Each line below that carries the string "derive" must appear in the answer.

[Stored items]
*** Begin section ***

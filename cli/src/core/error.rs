//! # Chatdesk Error Types
//!
//! File: cli/src/core/error.rs
//!
//! ## Overview
//!
//! This module defines the error types used throughout Chatdesk. It follows a
//! two-layer approach:
//! - `ChatdeskError`: a `thiserror` enum for the failures a view or command
//!   needs to recognise (missing session, admin-only views, local validation,
//!   classified API failures).
//! - `Result<T>`: an alias for `anyhow::Result<T>`, used by command handlers so
//!   I/O failures can carry context.
//!
//! HTTP failures are classified one level down in `common::api::ApiError` and
//! wrapped here through `ChatdeskError::Api`.
//!
//! ## Examples
//!
//! ```rust,ignore
//! // Local rejection before any network call.
//! if view.selected().is_none() {
//!     return Err(ChatdeskError::NoConversationSelected);
//! }
//!
//! // Recognising a specific failure after it was propagated through anyhow.
//! match result {
//!     Err(e) if e.downcast_ref::<ChatdeskError>().is_some_and(|ce| ce.is_unauthorized()) => {
//!         println!("Please log in again.");
//!     }
//!     other => other?,
//! }
//! ```
//!
use crate::common::api::ApiError;
use thiserror::Error;

/// Custom error type for the Chatdesk application.
#[derive(Error, Debug)]
pub enum ChatdeskError {
    #[error("Configuration error: {0}")]
    Config(String),

    #[error("Filesystem error: {0}")]
    FileSystem(String),

    #[error("Session error: {0}")]
    Session(String),

    #[error("Not logged in. Run `chatdesk login` first.")]
    NotAuthenticated,

    #[error("The admin view requires an administrator account ('{username}' is not an admin).")]
    AdminRequired { username: String },

    #[error("{0}")]
    Validation(String),

    #[error("Please select a conversation or create a new one")]
    NoConversationSelected,

    #[error("Please enter a message")]
    EmptyMessage,

    #[error("Import error: {0}")]
    Import(String),

    #[error("{message}")]
    Api {
        /// Human-readable text shown to the user for this failure.
        message: String,
        #[source]
        source: ApiError,
    },
}

impl ChatdeskError {
    /// Wraps an API failure with a view-specific user message.
    pub fn api(message: impl Into<String>, source: ApiError) -> Self {
        ChatdeskError::Api {
            message: message.into(),
            source,
        }
    }

    /// True when the failure means the session is gone (no token, or a 401).
    pub fn is_unauthorized(&self) -> bool {
        match self {
            ChatdeskError::NotAuthenticated => true,
            ChatdeskError::Api { source, .. } => source.is_unauthorized(),
            _ => false,
        }
    }
}

impl From<ApiError> for ChatdeskError {
    fn from(source: ApiError) -> Self {
        ChatdeskError::Api {
            message: source.user_message().to_string(),
            source,
        }
    }
}

/// Type alias for Result using anyhow::Error for broad compatibility.
pub type Result<T> = anyhow::Result<T>;
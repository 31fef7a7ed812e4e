//! # Chatdesk Core Infrastructure
//!
//! File: cli/src/core/mod.rs
//!
//! ## Overview
//!
//! Foundational pieces shared by every command:
//! - `config`: configuration loading, merging and validation
//! - `context`: the per-invocation `AppContext` (config, session, navigator, API client)
//! - `error`: error types and the `Result` alias
//!
//! ```rust,ignore
//! use crate::core::context::AppContext;
//! use crate::core::error::{ChatdeskError, Result};
//! ```
//!
pub mod config;
pub mod context;
pub mod error;
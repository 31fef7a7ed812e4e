//! # Chatdesk Common Utilities (`common`)
//!
//! File: cli/src/common/mod.rs
//!
//! ## Overview
//!
//! Shared building blocks used by the command views (`commands::`). Nothing in
//! here knows about clap; everything is driven through `core::context::AppContext`.
//!
//! ## Architecture
//!
//! - **`api`**: the single HTTP client, endpoint paths and `ApiError`.
//! - **`fs`**: small filesystem helpers (private file writes, removal).
//! - **`models`**: backend DTOs (users, roles, conversations, messages, import rows).
//! - **`nav`**: routes, the navigator and the authenticated shell frame.
//! - **`session`**: the persisted token store.
//! - **`ui`**: terminal tables and prompts.
//!
//! ```rust,ignore
//! use crate::common::{api::endpoints, models::Conversation};
//!
//! let list: Vec<Conversation> = ctx.api.get(endpoints::CONVERSATIONS).await?;
//! ```
//!

/// HTTP client for the backend REST API.
pub mod api;
/// Filesystem helpers.
pub mod fs;
/// REST data model.
pub mod models;
/// Routing, guards and the shell frame.
pub mod nav;
/// Persisted authentication token.
pub mod session;
/// Terminal tables and prompts.
pub mod ui;
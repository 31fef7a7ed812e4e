//! # Admin View State
//!
//! File: cli/src/commands/admin/view.rs
//!
//! `AdminView` holds the user and conversation lists shown on the admin
//! screen and the management operations on top of them. Mutations refresh the
//! user list afterwards; a failed refresh is logged and does not turn a
//! successful mutation into an error.
//!
use crate::common::api::{endpoints, ApiClient};
use crate::common::models::{
    BulkImportRequest, BulkImportResult, Conversation, ImportRow, NewUser, Role, User, UserUpdate,
};
use crate::core::context::AppContext;
use crate::core::error::ChatdeskError;
use tracing::{debug, info, warn};

type ViewResult<T> = std::result::Result<T, ChatdeskError>;

/// The bot count is fixed; there is exactly one bot.
pub const TOTAL_BOTS: usize = 1;

/// Aggregate counts for the overview panel.
#[derive(Debug, Clone, Copy, PartialEq, Eq)]
pub struct Overview {
    pub users: usize,
    pub conversations: usize,
    pub bots: usize,
}

pub struct AdminView {
    api: ApiClient,
    users: Vec<User>,
    conversations: Vec<Conversation>,
}

impl AdminView {
    pub fn new(ctx: &AppContext) -> Self {
        Self {
            api: ctx.api.clone(),
            users: Vec::new(),
            conversations: Vec::new(),
        }
    }

    /// Loads users and conversations.
    pub async fn mount(&mut self) -> ViewResult<()> {
        self.refresh_users().await?;
        self.refresh_conversations().await
    }

    pub async fn refresh_users(&mut self) -> ViewResult<()> {
        self.users = self
            .api
            .get(endpoints::USERS)
            .await
            .map_err(|e| ChatdeskError::api("Failed to fetch users", e))?;
        debug!("Loaded {} users", self.users.len());
        Ok(())
    }

    pub async fn refresh_conversations(&mut self) -> ViewResult<()> {
        self.conversations = self
            .api
            .get(endpoints::CONVERSATIONS)
            .await
            .map_err(|e| ChatdeskError::api("Failed to fetch conversations", e))?;
        debug!("Loaded {} conversations", self.conversations.len());
        Ok(())
    }

    pub fn users(&self) -> &[User] {
        &self.users
    }

    pub fn conversations(&self) -> &[Conversation] {
        &self.conversations
    }

    pub fn find_user(&self, id: i64) -> Option<&User> {
        self.users.iter().find(|u| u.id == id)
    }

    pub fn overview(&self) -> Overview {
        Overview {
            users: self.users.len(),
            conversations: self.conversations.len(),
            bots: TOTAL_BOTS,
        }
    }

    pub async fn roles(&self) -> ViewResult<Vec<Role>> {
        self.api
            .get(endpoints::ROLES)
            .await
            .map_err(|e| ChatdeskError::api("Failed to fetch roles", e))
    }

    /// Conversations owned by one user, with their messages.
    pub async fn user_conversations(&self, user_id: i64) -> ViewResult<Vec<Conversation>> {
        self.api
            .get(&endpoints::user_conversations(user_id))
            .await
            .map_err(|e| ChatdeskError::api("Failed to fetch conversations", e))
    }

    pub async fn create_user(&mut self, user: NewUser) -> ViewResult<User> {
        if user.username.trim().is_empty() {
            return Err(ChatdeskError::Validation("Please input username".into()));
        }
        if user.password.is_empty() {
            return Err(ChatdeskError::Validation("Please input password".into()));
        }
        let created: User = self
            .api
            .post(endpoints::USERS, &user)
            .await
            .map_err(|e| ChatdeskError::api("Failed to create user", e))?;
        info!("Created user {} ('{}')", created.id, created.username);
        self.refresh_users_after("create").await;
        Ok(created)
    }

    pub async fn update_user(&mut self, id: i64, update: UserUpdate) -> ViewResult<User> {
        if update.is_empty() {
            return Err(ChatdeskError::Validation(
                "Nothing to update; pass at least one field".into(),
            ));
        }
        let updated: User = self
            .api
            .put(&endpoints::user(id), &update)
            .await
            .map_err(|e| ChatdeskError::api("Failed to update user", e))?;
        info!("Updated user {}", id);
        self.refresh_users_after("update").await;
        Ok(updated)
    }

    pub async fn delete_user(&mut self, id: i64) -> ViewResult<()> {
        self.api
            .delete(&endpoints::user(id))
            .await
            .map_err(|e| ChatdeskError::api("Failed to delete user", e))?;
        info!("Deleted user {}", id);
        self.refresh_users_after("delete").await;
        Ok(())
    }

    /// Submits parsed import rows in one batch. An empty batch is rejected
    /// without a request.
    pub async fn import(&mut self, users: Vec<ImportRow>) -> ViewResult<BulkImportResult> {
        if users.is_empty() {
            return Err(ChatdeskError::Import(
                "No valid user rows found (expected: username,password,is_admin)".into(),
            ));
        }
        debug!("Importing {} users", users.len());
        let result: BulkImportResult = self
            .api
            .post(endpoints::USERS_BULK, &BulkImportRequest { users })
            .await
            .map_err(|e| ChatdeskError::api("Failed to process file", e))?;
        info!(
            "Import finished: {} created, {} failed",
            result.success.len(),
            result.failed.len()
        );
        self.refresh_users_after("import").await;
        Ok(result)
    }

    async fn refresh_users_after(&mut self, action: &str) {
        if let Err(e) = self.refresh_users().await {
            warn!("User list refresh after {} failed: {}", action, e);
        }
    }
}
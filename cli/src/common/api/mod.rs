//! # Chatdesk API Client (`common::api`)
//!
//! File: cli/src/common/api/mod.rs
//!
//! ## Overview
//!
//! One HTTP client for the whole backend. It is configured once with the base
//! URL, a fixed timeout and JSON defaults, and it:
//! - attaches `Authorization: Bearer <token>` whenever the session holds a token;
//! - on **401**, clears the session and redirects the navigator to login before
//!   surfacing the error, whichever view made the call;
//! - logs 403/404/5xx/other failures and surfaces them unchanged (no retries).
//!
//! ## Architecture
//!
//! - `endpoints`: REST paths.
//! - `error`: `ApiError`, the classification of failures.
//! - `ApiClient`: `get`/`post`/`put`/`delete` with the session attached, and
//!   `post_form_anonymous` for the login form, all funnelling through
//!   `execute`, which owns header injection and status handling.
//!
//! Anonymous requests never carry the bearer token, and their 401 is an
//! ordinary failure: a rejected login leaves an existing session alone.
//!
//! `ApiClient` is cheap to clone; clones share the connection pool, the session
//! store and the navigator.
//!
//! ```rust,ignore
//! let conversations: Vec<Conversation> = ctx.api.get(endpoints::CONVERSATIONS).await?;
//! ```
//!
pub mod endpoints;
pub mod error;

pub use error::ApiError;

use crate::common::nav::Navigator;
use crate::common::session::SessionStore;
use crate::core::config::ApiConfig;
use reqwest::header::{HeaderMap, HeaderValue, ACCEPT, AUTHORIZATION, CONTENT_TYPE};
use reqwest::{Method, RequestBuilder, StatusCode};
use serde::de::DeserializeOwned;
use serde::{Deserialize, Serialize};
use std::sync::Arc;
use std::time::Duration;
use tracing::{debug, error, warn};

/// Whether a request runs under the stored session.
#[derive(Debug, Clone, Copy, PartialEq, Eq)]
enum Auth {
    /// Bearer token attached; 401 clears the session.
    Session,
    /// No token; 401 is returned like any other status.
    Anonymous,
}

/// HTTP client bound to one backend and one session.
#[derive(Clone)]
pub struct ApiClient {
    http: reqwest::Client,
    base_url: String,
    session: Arc<SessionStore>,
    navigator: Arc<Navigator>,
}

impl ApiClient {
    pub fn new(
        config: &ApiConfig,
        session: Arc<SessionStore>,
        navigator: Arc<Navigator>,
    ) -> Result<Self, ApiError> {
        let mut headers = HeaderMap::new();
        headers.insert(CONTENT_TYPE, HeaderValue::from_static("application/json"));
        headers.insert(ACCEPT, HeaderValue::from_static("application/json"));

        let http = reqwest::Client::builder()
            .timeout(Duration::from_secs(config.timeout_secs))
            .default_headers(headers)
            .build()
            .map_err(|e| ApiError::Client(e.to_string()))?;

        Ok(Self {
            http,
            base_url: config.base_url.trim_end_matches('/').to_string(),
            session,
            navigator,
        })
    }

    pub async fn get<T: DeserializeOwned>(&self, path: &str) -> Result<T, ApiError> {
        let body = self.execute(Method::GET, path, Auth::Session, |req| req).await?;
        decode(path, &body)
    }

    pub async fn post<B, T>(&self, path: &str, payload: &B) -> Result<T, ApiError>
    where
        B: Serialize + ?Sized,
        T: DeserializeOwned,
    {
        let body = self.execute(Method::POST, path, Auth::Session, |req| req.json(payload)).await?;
        decode(path, &body)
    }

    pub async fn put<B, T>(&self, path: &str, payload: &B) -> Result<T, ApiError>
    where
        B: Serialize + ?Sized,
        T: DeserializeOwned,
    {
        let body = self.execute(Method::PUT, path, Auth::Session, |req| req.json(payload)).await?;
        decode(path, &body)
    }

    /// Issues a DELETE; any success body is ignored.
    pub async fn delete(&self, path: &str) -> Result<(), ApiError> {
        self.execute(Method::DELETE, path, Auth::Session, |req| req).await?;
        Ok(())
    }

    /// POSTs an `application/x-www-form-urlencoded` body outside the session.
    pub async fn post_form_anonymous<T: DeserializeOwned>(
        &self,
        path: &str,
        fields: &[(&str, &str)],
    ) -> Result<T, ApiError> {
        let body = self
            .execute(Method::POST, path, Auth::Anonymous, |req| req.form(fields))
            .await?;
        decode(path, &body)
    }

    /// Sends one request and returns the raw success body.
    async fn execute<F>(
        &self,
        method: Method,
        path: &str,
        auth: Auth,
        build: F,
    ) -> Result<String, ApiError>
    where
        F: FnOnce(RequestBuilder) -> RequestBuilder,
    {
        let url = format!("{}{}", self.base_url, path);
        let mut request = build(self.http.request(method.clone(), &url));

        let token = match auth {
            Auth::Session => self.session.get_token(),
            Auth::Anonymous => None,
        };
        if let Some(token) = &token {
            request = request.header(AUTHORIZATION, format!("Bearer {token}"));
        }
        debug!(
            "{} {} (authorization attached: {})",
            method,
            path,
            token.is_some()
        );

        let response = request.send().await.map_err(|e| {
            warn!("{} {} failed without a response: {}", method, path, e);
            ApiError::Network(e)
        })?;

        let status = response.status();
        let body = response.text().await.map_err(ApiError::Network)?;
        if status.is_success() {
            debug!("{} {} -> {}", method, path, status);
            return Ok(body);
        }

        let err = ApiError::from_status(status, extract_detail(&body));
        self.handle_failure(&method, path, auth, status, &err);
        Err(err)
    }

    fn handle_failure(
        &self,
        method: &Method,
        path: &str,
        auth: Auth,
        status: StatusCode,
        err: &ApiError,
    ) {
        match err {
            ApiError::Unauthorized { .. } if auth == Auth::Anonymous => {
                warn!("{} {} returned 401", method, path)
            }
            ApiError::Unauthorized { .. } => {
                warn!("{} {} returned 401; clearing session and redirecting to login", method, path);
                if let Err(e) = self.session.clear_token() {
                    error!("Failed to clear session after 401: {:#}", e);
                }
                self.navigator.redirect_to_login();
            }
            ApiError::Forbidden { .. } => warn!("Permission denied: {} {}", method, path),
            ApiError::NotFound { .. } => warn!("Resource not found: {} {}", method, path),
            ApiError::Server { .. } => error!("Server error ({}): {} {}", status, method, path),
            _ => warn!("Unknown error ({}): {} {}", status, method, path),
        }
    }
}

/// FastAPI error bodies look like `{"detail": "..."}`; validation errors carry
/// a list there instead, which is kept as raw JSON text.
fn extract_detail(body: &str) -> Option<String> {
    #[derive(Deserialize)]
    struct ErrorBody {
        detail: serde_json::Value,
    }
    let parsed: ErrorBody = serde_json::from_str(body).ok()?;
    match parsed.detail {
        serde_json::Value::String(s) => Some(s),
        serde_json::Value::Null => None,
        other => Some(other.to_string()),
    }
}

/// Empty bodies decode as JSON `null`, so `()` and `Option<_>` targets accept them.
fn decode<T: DeserializeOwned>(path: &str, body: &str) -> Result<T, ApiError> {
    let text = if body.trim().is_empty() { "null" } else { body };
    serde_json::from_str(text).map_err(|source| ApiError::Decode {
        path: path.to_string(),
        source,
    })
}
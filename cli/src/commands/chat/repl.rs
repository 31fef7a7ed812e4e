//! # Interactive Chat Loop
//!
//! File: cli/src/commands/chat/repl.rs
//!
//! `chatdesk chat repl` reads lines from stdin. Lines starting with `/` are
//! commands; anything else is sent to the selected conversation. Failures are
//! printed and the loop continues, except a 401, which ends the loop because
//! the session is gone.
//!
use super::view::ChatView;
use super::{render_conversations, render_transcript};
use crate::core::error::{ChatdeskError, Result};
use anyhow::Context;
use std::io::Write;
use tokio::io::{AsyncBufRead, AsyncBufReadExt};
use tracing::debug;

const HELP: &str = "\
Commands:
  /list          list conversations
  /new [title]   create a conversation and select it
  /use <id>      select a conversation
  /history       show the selected conversation's messages
  /help          show this help
  /quit          leave
Any other line is sent to the selected conversation.";

#[derive(Debug, Clone, PartialEq, Eq)]
pub enum ReplCommand {
    List,
    New(Option<String>),
    Use(i64),
    History,
    Help,
    Quit,
    Send(String),
    Invalid(String),
}

impl ReplCommand {
    pub fn parse(line: &str) -> ReplCommand {
        let line = line.trim();
        let Some(rest) = line.strip_prefix('/') else {
            return ReplCommand::Send(line.to_string());
        };
        let (cmd, arg) = match rest.split_once(char::is_whitespace) {
            Some((cmd, arg)) => (cmd, arg.trim()),
            None => (rest, ""),
        };
        match cmd {
            "list" | "ls" => ReplCommand::List,
            "new" => ReplCommand::New((!arg.is_empty()).then(|| arg.to_string())),
            "use" => match arg.parse() {
                Ok(id) => ReplCommand::Use(id),
                Err(_) => ReplCommand::Invalid(format!("Usage: /use <id> (got '{arg}')")),
            },
            "history" => ReplCommand::History,
            "help" | "?" => ReplCommand::Help,
            "quit" | "exit" | "q" => ReplCommand::Quit,
            other => ReplCommand::Invalid(format!("Unknown command '/{other}'. Type /help.")),
        }
    }
}

/// Runs the loop until `/quit`, end of input or a 401.
pub async fn run<R, W>(view: &mut ChatView, reader: R, out: &mut W) -> Result<()>
where
    R: AsyncBufRead + Unpin,
    W: Write,
{
    writeln!(out, "{HELP}")?;
    let mut lines = reader.lines();
    loop {
        write!(out, "{}> ", prompt_label(view))?;
        out.flush()?;
        let Some(line) = lines.next_line().await.context("Failed to read input")? else {
            writeln!(out)?;
            break;
        };
        if line.trim().is_empty() {
            continue;
        }

        let command = ReplCommand::parse(&line);
        debug!("repl command: {:?}", command);
        let outcome: std::result::Result<String, ChatdeskError> = match command {
            ReplCommand::Quit => break,
            ReplCommand::Help => Ok(format!("{HELP}\n")),
            ReplCommand::Invalid(msg) => Ok(format!("{msg}\n")),
            ReplCommand::List => view
                .mount()
                .await
                .map(|()| render_conversations(view.conversations(), view.selected_id())),
            ReplCommand::New(title) => view
                .create_conversation(title.as_deref())
                .await
                .map(|c| format!("Created conversation {}: {}\n", c.id, c.title)),
            ReplCommand::Use(id) => view
                .select(id)
                .await
                .map(|c| format!("Selected conversation {}: {}\n", c.id, c.title)),
            ReplCommand::History => match view.selected_id() {
                Some(_) => Ok(render_transcript(view.messages())),
                None => Err(ChatdeskError::NoConversationSelected),
            },
            ReplCommand::Send(text) => view.send_message(&text).await.map(|sent| {
                let mut shown = render_transcript(std::slice::from_ref(&sent.reply));
                if let Some(title) = sent.new_title {
                    shown.push_str(&format!("(conversation renamed to '{title}')\n"));
                }
                shown
            }),
        };

        match outcome {
            Ok(text) => write!(out, "{text}")?,
            Err(e) => {
                writeln!(out, "Error: {e}")?;
                if e.is_unauthorized() {
                    return Err(e.into());
                }
            }
        }
    }
    Ok(())
}

fn prompt_label(view: &ChatView) -> String {
    match view.selected() {
        Some(c) => format!("[{}] {}", c.id, c.title),
        None => "(no conversation)".to_string(),
    }
}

*** End section ***

• Solution to this exercise:
#[derive(Error, Debug)]
#[derive(Debug, Clone, Copy, PartialEq, Eq)]
#[derive(Debug, Clone, Copy, PartialEq, Eq)]
#[derive(Clone)]
    #[derive(Deserialize)]
#[derive(Debug, Clone, PartialEq, Eq)]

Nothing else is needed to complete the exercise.